In risposta all’articolo uscito ieri sulle colonne di un quotidiano abruzzese, che riporta il “salvataggio” dell’unità di Chirurgia dell’Ospedale di Castel di Sangro, interviene Raffaella Dell’Erede, consigliere di opposizione del gruppo “Progetto Comune“.
“Si afferma per bocca del rappresentante delle Istituzioni locali – osserva Dell’Erede -, che le sedute in sala operatoria saranno specifiche e programmate. Cosa c’è di nuovo rispetto alla situazione esistente? Assolutamente nulla. E’ esattamente quanto riportato dal decreto 70/2015 (norme in materia di ospedali di zona disagiata) al paragrafo 9.2.2, il decreto con il quale il nostro ospedale è stato proposto e poi riconosciuto come ospedale di zona disagiata (registrazione di TeleAesse seduta consiliare del 16 dicembre 2015).
Non solo: c’è un elemento fortemente negativo. Ad operare saranno medici “provenienti da altre strutture”: quindi diciamo addio alla possibilità di avere almeno un altro chirurgo in pianta stabile (nonostante le passate assegnazioni) e, conseguentemente, diciamo addio all’emergenza-urgenza, dando il via libero definitivo e ratificato ai continui trasferimenti tramite ambulanza.
Nota: ci siamo battuti per il riconoscimento dell’ospedale di zona disagiata perché fosse il primo passo affinché, col tempo e col lavoro da parte della politica a questo deputata, si procedesse con la riqualificazione del nostro presidio, basata sulle norme, certamente, ma tenendo ben presenti le esigenze del territorio. Qui si è parlato esclusivamente di chirurgia: non si capisce il ruolo dell’ortopedia, qualificante per noi; del pronto soccorso che rischia l’h12… e il destino degli altri servizi.

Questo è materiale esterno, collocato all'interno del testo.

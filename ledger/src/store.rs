//! Concurrent account store.

use std::sync::Arc;

use dashmap::mapref::entry::Entry;
use dashmap::DashMap;
use parking_lot::Mutex;
use rust_decimal::Decimal;
use tracing::info;

use lockstep_common::{AccountId, LedgerError, Result};

use crate::account::Account;

/// Live store entry: immutable id plus the lock-guarded balance cell.
///
/// The balance mutex is the per-account lock of the transfer protocol: every
/// mutation and every consistent read of a balance goes through it. Entries
/// are shared via `Arc` and mutated in place, never re-inserted.
pub(crate) struct AccountEntry {
    pub(crate) id: AccountId,
    pub(crate) balance: Mutex<Decimal>,
}

impl AccountEntry {
    fn new(account: Account) -> Self {
        Self {
            id: account.id,
            balance: Mutex::new(account.balance),
        }
    }

    /// Copy out a consistent snapshot.
    pub(crate) fn snapshot(&self) -> Account {
        Account {
            id: self.id.clone(),
            balance: *self.balance.lock(),
        }
    }
}

/// Thread-safe map of accounts by id.
///
/// Map-level operations are safe under concurrent access without any
/// external lock; balance mutation rights are per-entry (see
/// [`AccountEntry`]).
pub struct AccountStore {
    accounts: DashMap<AccountId, Arc<AccountEntry>>,
}

impl AccountStore {
    /// Create an empty store.
    pub fn new() -> Self {
        Self {
            accounts: DashMap::new(),
        }
    }

    /// Create an empty store with pre-allocated capacity.
    pub fn with_capacity(capacity: usize) -> Self {
        Self {
            accounts: DashMap::with_capacity(capacity),
        }
    }

    /// Insert a new account.
    ///
    /// The check-and-insert is a single atomic operation on the map entry,
    /// so two concurrent creates with the same id cannot both succeed.
    pub fn create(&self, account: Account) -> Result<()> {
        match self.accounts.entry(account.id.clone()) {
            Entry::Occupied(_) => Err(LedgerError::DuplicateAccount(account.id)),
            Entry::Vacant(slot) => {
                info!(account = %account.id, balance = %account.balance, "Account created");
                slot.insert(Arc::new(AccountEntry::new(account)));
                Ok(())
            }
        }
    }

    /// Get a snapshot of an account.
    ///
    /// Takes the account's balance lock only for the duration of the copy.
    pub fn get(&self, id: &AccountId) -> Option<Account> {
        self.accounts.get(id).map(|entry| entry.snapshot())
    }

    /// Resolve the live entry for an id.
    pub(crate) fn entry(&self, id: &AccountId) -> Option<Arc<AccountEntry>> {
        self.accounts.get(id).map(|entry| Arc::clone(entry.value()))
    }

    /// Remove all accounts.
    ///
    /// Intended for operational or test reset. A transfer that has already
    /// resolved its entries commits against them even if this runs
    /// concurrently; the ordering of a clear relative to in-flight transfers
    /// is undefined.
    pub fn clear(&self) {
        let cleared = self.accounts.len();
        self.accounts.clear();
        info!(accounts = cleared, "Account store cleared");
    }

    /// Number of accounts in the store.
    pub fn len(&self) -> usize {
        self.accounts.len()
    }

    /// Check if the store is empty.
    pub fn is_empty(&self) -> bool {
        self.accounts.is_empty()
    }

    /// Sum of all balances.
    ///
    /// Computed without a global lock: exact when no transfers are in
    /// flight, weakly consistent otherwise.
    pub fn total_balance(&self) -> Decimal {
        self.accounts
            .iter()
            .map(|entry| *entry.balance.lock())
            .sum()
    }

    /// Get store statistics.
    pub fn stats(&self) -> StoreStats {
        StoreStats {
            accounts: self.len(),
            total_balance: self.total_balance(),
        }
    }
}

impl Default for AccountStore {
    fn default() -> Self {
        Self::new()
    }
}

/// Store statistics.
#[derive(Debug, Clone)]
pub struct StoreStats {
    pub accounts: usize,
    pub total_balance: Decimal,
}

/// Shared account store.
pub type SharedAccountStore = Arc<AccountStore>;

#[cfg(test)]
mod tests {
    use super::*;
    use rust_decimal_macros::dec;

    fn make_account(id: &str, balance: Decimal) -> Account {
        Account::with_balance(AccountId::new(id), balance)
    }

    #[test]
    fn test_create_and_get() {
        let store = AccountStore::new();
        store.create(make_account("Id-123", dec!(1000))).unwrap();

        let account = store.get(&AccountId::new("Id-123")).unwrap();
        assert_eq!(account.balance, dec!(1000));
    }

    #[test]
    fn test_duplicate_create_rejected() {
        let store = AccountStore::new();
        store.create(make_account("Id-123", dec!(1000))).unwrap();

        let result = store.create(make_account("Id-123", dec!(500)));
        assert!(
            matches!(result, Err(LedgerError::DuplicateAccount(id)) if id.as_str() == "Id-123")
        );

        // First account's balance is untouched.
        let account = store.get(&AccountId::new("Id-123")).unwrap();
        assert_eq!(account.balance, dec!(1000));
    }

    #[test]
    fn test_get_unknown_returns_none() {
        let store = AccountStore::new();
        assert!(store.get(&AccountId::new("DoesNotExist")).is_none());
    }

    #[test]
    fn test_clear() {
        let store = AccountStore::new();
        store.create(make_account("1", dec!(1000))).unwrap();
        store.create(make_account("2", dec!(200))).unwrap();
        assert_eq!(store.len(), 2);

        store.clear();

        assert!(store.is_empty());
        assert!(store.get(&AccountId::new("1")).is_none());
    }

    #[test]
    fn test_total_balance_and_stats() {
        let store = AccountStore::new();
        store.create(make_account("1", dec!(1000))).unwrap();
        store.create(make_account("2", dec!(200.50))).unwrap();

        assert_eq!(store.total_balance(), dec!(1200.50));

        let stats = store.stats();
        assert_eq!(stats.accounts, 2);
        assert_eq!(stats.total_balance, dec!(1200.50));
    }

    #[test]
    fn test_concurrent_creates_have_single_winner() {
        let store = AccountStore::new();

        let successes: usize = std::thread::scope(|scope| {
            let handles: Vec<_> = (0..8)
                .map(|i| {
                    let store = &store;
                    scope.spawn(move || {
                        store
                            .create(make_account("contended", Decimal::from(i * 100)))
                            .is_ok() as usize
                    })
                })
                .collect();
            handles.into_iter().map(|handle| handle.join().unwrap()).sum()
        });

        assert_eq!(successes, 1);
        assert_eq!(store.len(), 1);
    }
}
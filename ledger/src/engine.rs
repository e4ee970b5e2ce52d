//! Transfer engine: validation chain and atomic two-account commit.

use std::sync::Arc;

use rust_decimal::Decimal;
use tracing::{info, instrument, warn};

use lockstep_common::{AccountId, LedgerError, Result, TransferReceipt, TransferSide};

use crate::account::Account;
use crate::notification::NotificationPort;
use crate::store::{AccountEntry, SharedAccountStore};

/// Orchestrates transfers against an injected store.
///
/// The engine never creates or deletes accounts. It resolves entries from
/// the store and mutates their balances inside one critical section per
/// transfer.
pub struct TransferEngine {
    store: SharedAccountStore,
    notifier: Arc<dyn NotificationPort>,
}

impl TransferEngine {
    /// Create a new engine over the given store and notification port.
    pub fn new(store: SharedAccountStore, notifier: Arc<dyn NotificationPort>) -> Self {
        Self { store, notifier }
    }

    /// Move `amount` from `from` to `to`.
    ///
    /// Validation order: amount, then source existence, then destination
    /// existence. The sufficiency check runs under the account locks, and
    /// both balance writes become visible together. Every failure leaves the
    /// ledger untouched.
    ///
    /// Notifications are dispatched after the locks are released, against
    /// the balances snapshotted at commit; a port failure is logged and does
    /// not fail or roll back the transfer.
    #[instrument(skip(self), fields(from = %from, to = %to, amount = %amount))]
    pub async fn transfer(
        &self,
        amount: Decimal,
        from: &AccountId,
        to: &AccountId,
    ) -> Result<TransferReceipt> {
        if amount <= Decimal::ZERO {
            return Err(LedgerError::InvalidAmount(amount));
        }

        let from_entry = self
            .store
            .entry(from)
            .ok_or_else(|| LedgerError::AccountNotFound {
                id: from.clone(),
                side: TransferSide::Source,
            })?;
        let to_entry = self
            .store
            .entry(to)
            .ok_or_else(|| LedgerError::AccountNotFound {
                id: to.clone(),
                side: TransferSide::Destination,
            })?;

        let (from_balance, to_balance) = Self::commit(&from_entry, &to_entry, amount)?;

        let receipt =
            TransferReceipt::new(from.clone(), to.clone(), amount, from_balance, to_balance);

        info!(
            transfer_id = %receipt.id,
            from_balance = %from_balance,
            to_balance = %to_balance,
            "Transfer committed"
        );

        self.dispatch_notifications(&receipt).await;

        Ok(receipt)
    }

    // --- Private methods ---

    /// Run the critical section: lock in global id order, check funds,
    /// apply both mutations, snapshot both post-balances.
    fn commit(
        from: &AccountEntry,
        to: &AccountEntry,
        amount: Decimal,
    ) -> Result<(Decimal, Decimal)> {
        // A self-transfer nets to zero but must still clear the funds check,
        // and may take the (non-reentrant) lock only once.
        if from.id == to.id {
            let balance = from.balance.lock();
            if *balance < amount {
                return Err(LedgerError::InsufficientFunds {
                    id: from.id.clone(),
                    requested: amount,
                    available: *balance,
                });
            }
            return Ok((*balance, *balance));
        }

        // Always lock the lexicographically smaller id first so that
        // opposite-direction transfers over the same pair cannot deadlock.
        let (mut from_guard, mut to_guard) = if from.id < to.id {
            let from_guard = from.balance.lock();
            let to_guard = to.balance.lock();
            (from_guard, to_guard)
        } else {
            let to_guard = to.balance.lock();
            let from_guard = from.balance.lock();
            (from_guard, to_guard)
        };

        if *from_guard < amount {
            return Err(LedgerError::InsufficientFunds {
                id: from.id.clone(),
                requested: amount,
                available: *from_guard,
            });
        }

        // Compute both post-balances before writing either cell, so a failed
        // credit leaves no partial mutation behind.
        let debited = *from_guard - amount;
        let credited = to_guard.checked_add(amount).ok_or_else(|| {
            LedgerError::InvariantViolation(format!(
                "balance overflow crediting account {}",
                to.id
            ))
        })?;

        *from_guard = debited;
        *to_guard = credited;

        Ok((debited, credited))
    }

    /// Best-effort delivery: "sent" to the source, then "received" to the
    /// destination. Runs with no balance lock held.
    async fn dispatch_notifications(&self, receipt: &TransferReceipt) {
        let sender = Account::with_balance(receipt.from.clone(), receipt.from_balance);
        let sent = format!(
            "You transferred {} to account id {}.",
            receipt.amount, receipt.to
        );
        if let Err(error) = self.notifier.notify(&sender, &sent).await {
            warn!(account = %sender.id, error = %error, "Notification delivery failed");
        }

        let receiver = Account::with_balance(receipt.to.clone(), receipt.to_balance);
        let received = format!(
            "You received {} from account id {}.",
            receipt.amount, receipt.from
        );
        if let Err(error) = self.notifier.notify(&receiver, &received).await {
            warn!(account = %receiver.id, error = %error, "Notification delivery failed");
        }
    }
}
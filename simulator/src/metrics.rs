//! Simulation metrics.

use std::sync::atomic::{AtomicU64, Ordering};
use std::sync::Arc;

use serde::Serialize;

use lockstep_common::LedgerError;

/// Transfer outcome counters, shared across workers.
pub struct TransferMetrics {
    /// Transfers attempted.
    pub transfers_attempted: AtomicU64,
    /// Transfers committed.
    pub transfers_committed: AtomicU64,
    /// Transfers rejected for insufficient funds.
    pub rejected_insufficient_funds: AtomicU64,
    /// Transfers rejected for an unknown account.
    pub rejected_not_found: AtomicU64,
    /// Transfers rejected for a non-positive amount.
    pub rejected_invalid_amount: AtomicU64,
    /// Other failures (none are expected during a simulation).
    pub failed_other: AtomicU64,
    /// Notifications delivered.
    pub notifications_delivered: AtomicU64,
}

impl TransferMetrics {
    /// Create a new metrics instance.
    pub fn new() -> Self {
        Self {
            transfers_attempted: AtomicU64::new(0),
            transfers_committed: AtomicU64::new(0),
            rejected_insufficient_funds: AtomicU64::new(0),
            rejected_not_found: AtomicU64::new(0),
            rejected_invalid_amount: AtomicU64::new(0),
            failed_other: AtomicU64::new(0),
            notifications_delivered: AtomicU64::new(0),
        }
    }

    /// Record an attempted transfer.
    pub fn transfer_attempted(&self) {
        self.transfers_attempted.fetch_add(1, Ordering::Relaxed);
    }

    /// Record a committed transfer.
    pub fn transfer_committed(&self) {
        self.transfers_committed.fetch_add(1, Ordering::Relaxed);
    }

    /// Record a rejected transfer, classified by error kind.
    pub fn transfer_rejected(&self, error: &LedgerError) {
        let counter = match error {
            LedgerError::InsufficientFunds { .. } => &self.rejected_insufficient_funds,
            LedgerError::AccountNotFound { .. } => &self.rejected_not_found,
            LedgerError::InvalidAmount(_) => &self.rejected_invalid_amount,
            _ => &self.failed_other,
        };
        counter.fetch_add(1, Ordering::Relaxed);
    }

    /// Record a delivered notification.
    pub fn notification_delivered(&self) {
        self.notifications_delivered.fetch_add(1, Ordering::Relaxed);
    }

    /// Get current metrics snapshot.
    pub fn snapshot(&self) -> MetricsSnapshot {
        MetricsSnapshot {
            transfers_attempted: self.transfers_attempted.load(Ordering::Relaxed),
            transfers_committed: self.transfers_committed.load(Ordering::Relaxed),
            rejected_insufficient_funds: self.rejected_insufficient_funds.load(Ordering::Relaxed),
            rejected_not_found: self.rejected_not_found.load(Ordering::Relaxed),
            rejected_invalid_amount: self.rejected_invalid_amount.load(Ordering::Relaxed),
            failed_other: self.failed_other.load(Ordering::Relaxed),
            notifications_delivered: self.notifications_delivered.load(Ordering::Relaxed),
        }
    }
}

impl Default for TransferMetrics {
    fn default() -> Self {
        Self::new()
    }
}

/// Snapshot of metrics at a point in time.
#[derive(Debug, Clone, Serialize)]
pub struct MetricsSnapshot {
    pub transfers_attempted: u64,
    pub transfers_committed: u64,
    pub rejected_insufficient_funds: u64,
    pub rejected_not_found: u64,
    pub rejected_invalid_amount: u64,
    pub failed_other: u64,
    pub notifications_delivered: u64,
}

impl MetricsSnapshot {
    /// Fraction of attempted transfers that committed.
    pub fn success_rate(&self) -> f64 {
        if self.transfers_attempted == 0 {
            return 0.0;
        }
        self.transfers_committed as f64 / self.transfers_attempted as f64
    }
}

/// Shared metrics instance.
pub type SharedTransferMetrics = Arc<TransferMetrics>;

#[cfg(test)]
mod tests {
    use super::*;
    use lockstep_common::AccountId;
    use rust_decimal::Decimal;

    #[test]
    fn test_metrics_classification() {
        let metrics = TransferMetrics::new();

        metrics.transfer_attempted();
        metrics.transfer_committed();
        metrics.transfer_attempted();
        metrics.transfer_rejected(&LedgerError::InsufficientFunds {
            id: AccountId::new("A"),
            requested: Decimal::from(20),
            available: Decimal::from(10),
        });

        let snapshot = metrics.snapshot();
        assert_eq!(snapshot.transfers_attempted, 2);
        assert_eq!(snapshot.transfers_committed, 1);
        assert_eq!(snapshot.rejected_insufficient_funds, 1);
        assert_eq!(snapshot.success_rate(), 0.5);
    }
}
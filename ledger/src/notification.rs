//! Transfer notification port and adapters.

use async_trait::async_trait;
use thiserror::Error;
use tracing::info;

use crate::account::Account;

/// Error returned by a notification adapter when delivery fails.
///
/// Kept separate from [`lockstep_common::LedgerError`]: a failed delivery
/// never fails the transfer that triggered it.
#[derive(Debug, Error)]
#[error("Notification delivery failed: {0}")]
pub struct NotificationError(String);

impl NotificationError {
    /// Create a new delivery error.
    pub fn new(reason: impl Into<String>) -> Self {
        Self(reason.into())
    }
}

/// Capability used by the transfer engine to inform account holders of
/// completed transfers. The delivery mechanism lives outside the core; only
/// this invocation contract is part of it.
#[async_trait]
pub trait NotificationPort: Send + Sync {
    /// Deliver a transfer message to the holder of `account`.
    async fn notify(&self, account: &Account, message: &str) -> Result<(), NotificationError>;
}

/// Default adapter that logs notifications instead of delivering them.
pub struct LoggingNotifier;

#[async_trait]
impl NotificationPort for LoggingNotifier {
    async fn notify(&self, account: &Account, message: &str) -> Result<(), NotificationError> {
        info!(account = %account.id, body = %message, "Transfer notification");
        Ok(())
    }
}

/// Recording adapter for tests; captures notifications in delivery order.
#[cfg(any(test, feature = "test-utils"))]
pub struct RecordingNotifier {
    notifications: parking_lot::Mutex<Vec<(lockstep_common::AccountId, String)>>,
}

#[cfg(any(test, feature = "test-utils"))]
impl RecordingNotifier {
    /// Create a new recorder.
    pub fn new() -> Self {
        Self {
            notifications: parking_lot::Mutex::new(Vec::new()),
        }
    }

    /// All notifications recorded so far, in order.
    pub fn recorded(&self) -> Vec<(lockstep_common::AccountId, String)> {
        self.notifications.lock().clone()
    }

    /// Number of notifications recorded so far.
    pub fn count(&self) -> usize {
        self.notifications.lock().len()
    }
}

#[cfg(any(test, feature = "test-utils"))]
impl Default for RecordingNotifier {
    fn default() -> Self {
        Self::new()
    }
}

#[cfg(any(test, feature = "test-utils"))]
#[async_trait]
impl NotificationPort for RecordingNotifier {
    async fn notify(&self, account: &Account, message: &str) -> Result<(), NotificationError> {
        self.notifications
            .lock()
            .push((account.id.clone(), message.to_string()));
        Ok(())
    }
}

#[cfg(test)]
mod tests {
    use super::*;
    use lockstep_common::AccountId;
    use rust_decimal_macros::dec;

    #[tokio::test]
    async fn test_logging_notifier_accepts_delivery() {
        let account = Account::with_balance(AccountId::new("1"), dec!(700));
        let result = LoggingNotifier.notify(&account, "hello").await;
        assert!(result.is_ok());
    }

    #[tokio::test]
    async fn test_recording_notifier_keeps_order() {
        let recorder = RecordingNotifier::new();
        let a = Account::with_balance(AccountId::new("A"), dec!(1));
        let b = Account::with_balance(AccountId::new("B"), dec!(2));

        recorder.notify(&a, "first").await.unwrap();
        recorder.notify(&b, "second").await.unwrap();

        let recorded = recorder.recorded();
        assert_eq!(recorded.len(), 2);
        assert_eq!(recorded[0], (AccountId::new("A"), "first".to_string()));
        assert_eq!(recorded[1], (AccountId::new("B"), "second".to_string()));
    }
}
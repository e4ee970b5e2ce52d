//! Transfer receipt for committed transfers.

use chrono::{DateTime, Utc};
use rust_decimal::Decimal;
use serde::{Deserialize, Serialize};

use crate::identifiers::{AccountId, TransferId};

/// Record of a committed transfer.
///
/// Balances are the post-commit values snapshotted inside the transfer's
/// critical section, so a receipt is internally consistent even when other
/// transfers commit against the same accounts immediately afterwards.
#[derive(Debug, Clone, Serialize, Deserialize)]
pub struct TransferReceipt {
    /// Unique identifier of this transfer.
    pub id: TransferId,
    /// Source account.
    pub from: AccountId,
    /// Destination account.
    pub to: AccountId,
    /// Amount moved.
    pub amount: Decimal,
    /// Source balance after the transfer.
    pub from_balance: Decimal,
    /// Destination balance after the transfer.
    pub to_balance: Decimal,
    /// When the transfer committed.
    pub completed_at: DateTime<Utc>,
}

impl TransferReceipt {
    /// Create a receipt for a transfer that just committed.
    pub fn new(
        from: AccountId,
        to: AccountId,
        amount: Decimal,
        from_balance: Decimal,
        to_balance: Decimal,
    ) -> Self {
        Self {
            id: TransferId::new(),
            from,
            to,
            amount,
            from_balance,
            to_balance,
            completed_at: Utc::now(),
        }
    }
}
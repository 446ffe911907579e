//! Capture discovery: locating the newest photo written by the capture job
//! and reading what we need to know about it.

pub mod discovery;
pub mod metadata;

pub use discovery::{is_allowed_image, latest_image, mime_type_for};
pub use metadata::capture_time;
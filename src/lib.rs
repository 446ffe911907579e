//! Plantwatch: timelapse plant health tracking.
//!
//! Each run picks the newest capture, asks a vision model to judge it, and
//! records the reply and a 0-100 health score in SQLite. The score history can
//! be charted and posted to a chat webhook.

pub mod analysis;
pub mod config;
pub mod db;
pub mod error;
pub mod export;
pub mod http;
pub mod llm;
pub mod logging;
pub mod notify;
pub mod report;
pub mod scanner;
pub mod scoring;

pub use error::{PipelineError, Result};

Una cosa la volta, certo. Ma il discorso sull’ospedale deve necessariamente essere un discorso unitario, non frammentato e parcellizzato: il forte rischio, in questo caso, è quello di coprire un’esigenza temporaneamente, fino al prossimo blocco. Bisogna capire e pretendere che si faccia chiarezza sul destino del nostro presidio. Facendo la voce grossa, battendo i pugni. Se la politica non è visione, non è progettazione, non è programmazione, si risolve solo in distribuzione di incarichi o in soddisfacimento delle proprie ambizioni. Altro che difesa del territorio. Si difende solo se stessi. Chi può”.